![[personal profile]](https://www.dreamwidth.org/img/silk/identity/user.png)
Day Jobbe caught up to me last night, and I had work late at night that led to an eight-hour job. It wasn't me having to actively work on something, but a computing job that normally takes a few minutes running for more than eight hours. I was able to set it up and go to bed. It ran longer than the eight hours I expected, but it did get done this morning while I was having breakfast. Unfortunately, it meant that we got away from Tonopah later than we expected. Our thanks to the Belvada Hotel for not holding us strictly to an 11 am check-out. Mind you, given that we stayed nine nights and were responsible for mostly filling their hotel for the better part of a week, it's not too surprising to me that they'd cut us a little slack.

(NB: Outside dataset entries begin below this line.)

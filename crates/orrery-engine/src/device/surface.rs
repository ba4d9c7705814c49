use winit::dpi::PhysicalSize;

/// What the caller should do after a failed frame acquisition.
#[derive(Debug, Copy, Clone, Eq, PartialEq)]
pub enum SurfaceErrorAction {
    /// Surface was reconfigured; rendering resumes next frame.
    Reconfigured,
    SkipFrame,
    /// Out of memory. Terminate.
    Fatal,
}

pub(crate) fn choose_surface_format(
    caps: &wgpu::SurfaceCapabilities,
    prefer_srgb: bool,
) -> Option<wgpu::TextureFormat> {
    if caps.formats.is_empty() {
        return None;
    }

    if prefer_srgb {
        if let Some(f) = caps.formats.iter().copied().find(|f| f.is_srgb()) {
            return Some(f);
        }
    }

    Some(caps.formats[0])
}

pub(crate) fn choose_alpha_mode(
    caps: &wgpu::SurfaceCapabilities,
    requested: Option<wgpu::CompositeAlphaMode>,
) -> wgpu::CompositeAlphaMode {
    requested
        .filter(|m| caps.alpha_modes.contains(m))
        .or_else(|| caps.alpha_modes.first().copied())
        .unwrap_or(wgpu::CompositeAlphaMode::Auto)
}

pub(crate) fn choose_present_mode(
    caps: &wgpu::SurfaceCapabilities,
    requested: wgpu::PresentMode,
) -> wgpu::PresentMode {
    if caps.present_modes.contains(&requested) {
        requested
    } else {
        log::info!("present mode {requested:?} unsupported; using Fifo");
        wgpu::PresentMode::Fifo
    }
}

/// Picks the MSAA sample count for a colour/depth format pair.
///
/// `requested` is used only when both formats can be multisampled at that
/// count and the colour format can be resolved; otherwise rendering is single
/// sampled.
pub(crate) fn choose_sample_count(
    requested: u32,
    color: wgpu::TextureFormatFeatureFlags,
    depth: wgpu::TextureFormatFeatureFlags,
) -> u32 {
    if requested <= 1 {
        return 1;
    }

    let supported = color.sample_count_supported(requested)
        && depth.sample_count_supported(requested)
        && color.contains(wgpu::TextureFormatFeatureFlags::MULTISAMPLE_RESOLVE);

    if supported {
        requested
    } else {
        log::info!("{requested}x MSAA unsupported for the surface formats; single sampling");
        1
    }
}

fn attachment_texture(
    device: &wgpu::Device,
    label: &str,
    format: wgpu::TextureFormat,
    size: PhysicalSize<u32>,
    sample_count: u32,
) -> wgpu::TextureView {
    let texture = device.create_texture(&wgpu::TextureDescriptor {
        label: Some(label),
        size: wgpu::Extent3d {
            width: size.width.max(1),
            height: size.height.max(1),
            depth_or_array_layers: 1,
        },
        mip_level_count: 1,
        sample_count,
        dimension: wgpu::TextureDimension::D2,
        format,
        usage: wgpu::TextureUsages::RENDER_ATTACHMENT,
        view_formats: &[],
    });
    texture.create_view(&wgpu::TextureViewDescriptor::default())
}

pub(crate) fn create_depth_view(
    device: &wgpu::Device,
    format: wgpu::TextureFormat,
    size: PhysicalSize<u32>,
    sample_count: u32,
) -> wgpu::TextureView {
    attachment_texture(device, "orrery depth", format, size, sample_count)
}

/// Multisampled colour target resolved into the surface texture. `None` when
/// single sampling.
pub(crate) fn create_msaa_view(
    device: &wgpu::Device,
    format: wgpu::TextureFormat,
    size: PhysicalSize<u32>,
    sample_count: u32,
) -> Option<wgpu::TextureView> {
    (sample_count > 1)
        .then(|| attachment_texture(device, "orrery msaa color", format, size, sample_count))
}

/// Applies a new drawable size. Returns `false` for a zero-area size, in which
/// case the surface is left unconfigured until a usable size arrives.
pub(crate) fn apply_resize(
    surface: &wgpu::Surface,
    device: &wgpu::Device,
    config: &mut wgpu::SurfaceConfiguration,
    size: &mut PhysicalSize<u32>,
    new_size: PhysicalSize<u32>,
) -> bool {
    *size = new_size;
    if new_size.width == 0 || new_size.height == 0 {
        return false;
    }

    config.width = new_size.width;
    config.height = new_size.height;

    surface.configure(device, config);
    true
}

pub(crate) fn map_surface_error(
    surface: &wgpu::Surface,
    device: &wgpu::Device,
    config: &wgpu::SurfaceConfiguration,
    size: PhysicalSize<u32>,
    err: wgpu::SurfaceError,
) -> SurfaceErrorAction {
    match err {
        wgpu::SurfaceError::Lost | wgpu::SurfaceError::Outdated => {
            if size.width > 0 && size.height > 0 {
                surface.configure(device, config);
            }
            SurfaceErrorAction::Reconfigured
        }
        wgpu::SurfaceError::OutOfMemory => SurfaceErrorAction::Fatal,
        wgpu::SurfaceError::Timeout => SurfaceErrorAction::SkipFrame,
        wgpu::SurfaceError::Other => SurfaceErrorAction::SkipFrame,
    }
}

#[cfg(test)]
mod tests {
    use super::*;

    fn caps(
        formats: Vec<wgpu::TextureFormat>,
        present_modes: Vec<wgpu::PresentMode>,
    ) -> wgpu::SurfaceCapabilities {
        wgpu::SurfaceCapabilities {
            formats,
            present_modes,
            alpha_modes: vec![wgpu::CompositeAlphaMode::Opaque],
            ..Default::default()
        }
    }

    #[test]
    fn prefers_first_srgb_format() {
        let c = caps(
            vec![
                wgpu::TextureFormat::Bgra8Unorm,
                wgpu::TextureFormat::Bgra8UnormSrgb,
                wgpu::TextureFormat::Rgba8UnormSrgb,
            ],
            vec![wgpu::PresentMode::Fifo],
        );
        assert_eq!(choose_surface_format(&c, true), Some(wgpu::TextureFormat::Bgra8UnormSrgb));
        assert_eq!(choose_surface_format(&c, false), Some(wgpu::TextureFormat::Bgra8Unorm));
        assert_eq!(choose_surface_format(&caps(vec![], vec![]), true), None);
    }

    #[test]
    fn immediate_falls_back_to_fifo() {
        let vsync_only = caps(vec![], vec![wgpu::PresentMode::Fifo]);
        assert_eq!(
            choose_present_mode(&vsync_only, wgpu::PresentMode::Immediate),
            wgpu::PresentMode::Fifo
        );

        let both = caps(vec![], vec![wgpu::PresentMode::Fifo, wgpu::PresentMode::Immediate]);
        assert_eq!(
            choose_present_mode(&both, wgpu::PresentMode::Immediate),
            wgpu::PresentMode::Immediate
        );
    }

    #[test]
    fn unsupported_alpha_mode_uses_first_supported() {
        let c = caps(vec![], vec![]);
        assert_eq!(
            choose_alpha_mode(&c, Some(wgpu::CompositeAlphaMode::PreMultiplied)),
            wgpu::CompositeAlphaMode::Opaque
        );
    }

    #[test]
    fn sample_count_kept_when_both_formats_support_it() {
        let color = wgpu::TextureFormatFeatureFlags::MULTISAMPLE_X4
            | wgpu::TextureFormatFeatureFlags::MULTISAMPLE_RESOLVE;
        let depth = wgpu::TextureFormatFeatureFlags::MULTISAMPLE_X4;
        assert_eq!(choose_sample_count(4, color, depth), 4);
    }

    #[test]
    fn sample_count_falls_back_to_one() {
        let x4 = wgpu::TextureFormatFeatureFlags::MULTISAMPLE_X4;
        let resolvable = x4 | wgpu::TextureFormatFeatureFlags::MULTISAMPLE_RESOLVE;

        // Depth format cannot be multisampled.
        assert_eq!(choose_sample_count(4, resolvable, wgpu::TextureFormatFeatureFlags::empty()), 1);
        // Colour format cannot be resolved.
        assert_eq!(choose_sample_count(4, x4, x4), 1);
        // Count not offered at all.
        assert_eq!(choose_sample_count(8, resolvable, x4), 1);
    }

    #[test]
    fn single_sampling_needs_no_support() {
        let none = wgpu::TextureFormatFeatureFlags::empty();
        assert_eq!(choose_sample_count(1, none, none), 1);
        assert_eq!(choose_sample_count(0, none, none), 1);
    }
}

Just after 11 am, we finished loading the last of our stuff from our hotel room in the Belvada into the vehicles. Slightly earlier, we'd made a brief stop at the Vanwood Variety Store, where Lisa bought the two swimsuits on which she'd had her eye, and we finally got to see the owner, who had been out sick during Westercon. The owner seemed very pleased with how much business Westercon generated.

After a brief detour south to Raley's to pick up a battery we couldn't find at Central Nevada Hardware, we needed to refuel Lisa's pickup truck. We went to the place with the lowest fuel prices in Tonopah of which we are aware, which is Rebel Oil's distributorship on Depot Road just north of the Banc Club (site of the former Tonopah & Goldfield train station). This is off the main street and the price (cash or credit) was only $5.139, less than when I refueled here last Thursday. I guess I should have submitted an item to the Tonopah Telegraph to tell people that they could get a significant discount off gasoline by going to this no-frills gas station.

Finally leaving Tonopah, we made a stop at the Miller's rest area. While it's not far north of Tonopah, rest areas are few and far between on US-95. This one has what I think is the last Joshua tree on US-95 north.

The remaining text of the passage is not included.